Unfortunately, a white bean salad with tomato, parsley, onion and lemon arrived at the table rancid and smelling. After notifying our server, she returned a couple minutes later with a fresh plate, clearly made with a new batch of beans. This was an unfortunate misstep, despite being quickly and appropriately rectified. Cooks need to taste and smell all their mise en place at the beginning of every service, even with the short hours between lunch and dinner.
A nibble of kibbe, beef and bulgur wheat “meatballs” with a crispy fried exterior and savory, spiced, succulent center, quickly made me forget the unpleasant dip. An entrée of kuzu incik, tender lamb shank served with white bean sauce and rice pilaf, was also delicious, flavorful and tender, if a little on the dry side.

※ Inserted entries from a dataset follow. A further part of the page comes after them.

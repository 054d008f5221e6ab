//! Completion client: context assembly, service call, outcome classification
//! and persistence of the exchanged turn pair.

use std::fmt;
use std::sync::Arc;
use std::time::Duration;

use crate::config::Config;
use crate::history::UserId;
use crate::message::{Message, Role};
use crate::provider::{CompletionRequest, LlmProvider, OpenAiCompatProvider, ProviderError};
use crate::storage::{ChatStore, StorageError};


/// Result of one [`CompletionClient::get_response`] call.
///
/// Every variant renders (via [`fmt::Display`]) as a plain string ready to be
/// shown to the user; failures start with `"Error: "`.
#[derive(Debug, Clone, PartialEq, Eq)]
pub enum ChatOutcome {
    /// The service replied; the turn pair has been persisted.
    Success(String),
    /// Required settings are missing. No request was sent.
    ConfigurationError(String),
    /// The service rejected the credentials.
    AuthError(String),
    /// The service is throttling; the caller may retry later.
    RateLimited(String),
    /// Any other non-success status.
    ApiError {
        /// HTTP status code.
        status: u16,
        /// Response body text.
        body: String,
    },
    /// The service could not be reached (refused, DNS, timeout).
    NetworkError(String),
    /// Success status but the body did not contain a reply.
    InvalidResponse(String),
}

impl ChatOutcome {
    /// `true` only for [`ChatOutcome::Success`].
    pub fn is_success(&self) -> bool {
        matches!(self, ChatOutcome::Success(_))
    }

    /// Short machine-friendly label used in logs.
    pub fn kind(&self) -> &'static str {
        match self {
            ChatOutcome::Success(_) => "success",
            ChatOutcome::ConfigurationError(_) => "configuration_error",
            ChatOutcome::AuthError(_) => "auth_error",
            ChatOutcome::RateLimited(_) => "rate_limited",
            ChatOutcome::ApiError { .. } => "api_error",
            ChatOutcome::NetworkError(_) => "network_error",
            ChatOutcome::InvalidResponse(_) => "invalid_response",
        }
    }
}

impl fmt::Display for ChatOutcome {
    fn fmt(&self, f: &mut fmt::Formatter<'_>) -> fmt::Result {
        match self {
            ChatOutcome::Success(text) => f.write_str(text),
            ChatOutcome::ConfigurationError(detail) => write!(
                f,
                "Error: Completion service configuration not found: {}",
                detail
            ),
            ChatOutcome::AuthError(_) => f.write_str("Error: Invalid API key"),
            ChatOutcome::RateLimited(_) => {
                f.write_str("Error: Rate limit exceeded. Please try again later.")
            }
            ChatOutcome::ApiError { status, body } => write!(
                f,
                "Error: API request failed with status {}: {}",
                status, body
            ),
            ChatOutcome::NetworkError(detail) => write!(
                f,
                "Error: Failed to connect to completion service: {}",
                detail
            ),
            ChatOutcome::InvalidResponse(detail) => write!(
                f,
                "Error: Unexpected response from completion service: {}",
                detail
            ),
        }
    }
}

impl From<ProviderError> for ChatOutcome {
    fn from(error: ProviderError) -> Self {
        match error {
            ProviderError::Authentication(detail) => ChatOutcome::AuthError(detail),
            ProviderError::RateLimited(detail) => ChatOutcome::RateLimited(detail),
            ProviderError::Http { status, body } => ChatOutcome::ApiError { status, body },
            ProviderError::RequestFailed(detail) => ChatOutcome::NetworkError(detail),
            ProviderError::InvalidResponse(detail) => ChatOutcome::InvalidResponse(detail),
        }
    }
}

/// Settings captured once at initialization and read on every call.
#[derive(Clone, PartialEq)]
pub struct CompletionSettings {
    /// Bearer token; `None` yields a configuration error per request.
    pub api_key: Option<String>,
    /// Model identifier.
    pub model: String,
    /// Number of user/assistant pairs sent as context.
    pub history_pairs: u32,
}

impl CompletionSettings {
    /// Build settings from the loaded config, resolving the API key override.
    pub fn from_config(config: &Config) -> Self {
        Self {
            api_key: config.resolve_api_key(),
            model: config.completion.model.clone(),
            history_pairs: config.completion.history_pairs,
        }
    }
}

impl fmt::Debug for CompletionSettings {
    fn fmt(&self, f: &mut fmt::Formatter<'_>) -> fmt::Result {
        f.debug_struct("CompletionSettings")
            .field("api_key", &self.api_key.as_ref().map(|_| "<redacted>"))
            .field("model", &self.model)
            .field("history_pairs", &self.history_pairs)
            .finish()
    }
}

/// Builds context-aware requests and records successful exchanges.
pub struct CompletionClient {
    provider: Arc<dyn LlmProvider>,
    store: Arc<dyn ChatStore>,
    settings: CompletionSettings,
}

impl CompletionClient {
    /// Create a client from its collaborators.
    pub fn new(
        provider: Arc<dyn LlmProvider>,
        store: Arc<dyn ChatStore>,
        settings: CompletionSettings,
    ) -> Self {
        Self {
            provider,
            store,
            settings,
        }
    }

    /// Create a client talking to the configured OpenAI-compatible endpoint.
    ///
    /// # Errors
    ///
    /// Returns [`ProviderError`] if the HTTP client cannot be built.
    pub fn from_config(config: &Config, store: Arc<dyn ChatStore>) -> Result<Self, ProviderError> {
        let provider = OpenAiCompatProvider::new(
            config.completion.endpoint.clone(),
            Duration::from_secs(config.completion.timeout_secs),
        )?;
        Ok(Self::new(
            Arc::new(provider),
            store,
            CompletionSettings::from_config(config),
        ))
    }

    /// Settings in effect.
    pub fn settings(&self) -> &CompletionSettings {
        &self.settings
    }

    /// Ask the completion service to answer `text` in the context of the
    /// user's recent history.
    ///
    /// The user and assistant turns are persisted only when the service
    /// returns a usable reply; every failure leaves the history untouched.
    ///
    /// # Errors
    ///
    /// Returns [`StorageError`] if reading the history or persisting the turn
    /// pair fails. Service failures are reported through [`ChatOutcome`].
    pub async fn get_response(
        &self,
        user_id: UserId,
        text: &str,
    ) -> Result<ChatOutcome, StorageError> {
        let api_key = self
            .settings
            .api_key
            .as_deref()
            .filter(|key| !key.trim().is_empty());
        let Some(api_key) = api_key else {
            tracing::warn!(user_id, "completion: api_key is not configured");
            return Ok(ChatOutcome::ConfigurationError(
                "api_key is not set".to_string(),
            ));
        };
        if self.settings.model.trim().is_empty() {
            tracing::warn!(user_id, "completion: model is not configured");
            return Ok(ChatOutcome::ConfigurationError(
                "model is not set".to_string(),
            ));
        }

        let mut messages: Vec<Message> = self
            .store
            .recent_turns(user_id, self.settings.history_pairs)
            .await?
            .into_iter()
            .map(Message::from)
            .collect();
        messages.push(Message::user(text));

        tracing::debug!(
            user_id,
            context = messages.len() - 1,
            model = %self.settings.model,
            "completion: sending request"
        );

        let request = CompletionRequest {
            api_key,
            model: &self.settings.model,
            messages: &messages,
        };
        let reply = match self.provider.complete(request).await {
            Ok(reply) => reply,
            Err(e) => {
                tracing::warn!(user_id, error = %e, "completion: request failed");
                return Ok(ChatOutcome::from(e));
            }
        };

        self.store.append_turn(user_id, Role::User, text).await?;
        self.store
            .append_turn(user_id, Role::Assistant, &reply)
            .await?;

        tracing::debug!(user_id, chars = reply.chars().count(), "completion: reply stored");
        Ok(ChatOutcome::Success(reply))
    }
}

For dessert, Aya Sofia offers house-made specialties like baklava, rice pudding and sweet ricotta-stuffed phyllo. We tried the baklava, a dense, glimmering square of lightly golden pastry drenched in a lemony honey syrup, with a pretty green layer of tender-crunchy pistachios in the middle. It was a sweet treat and texturally tantalizing.
The restaurant has a cozy dining room with sheer, deep red fabric draped around pillow-lined booths along walls painted a warm gold. The color scheme brings to mind the array of colorful spices that goes into the making of this cuisine. A little bar holds overflow when the restaurant is busy, as it was on all our visits. Service was informed and kind – and our server was quick with help pronouncing some of the more complex menu items.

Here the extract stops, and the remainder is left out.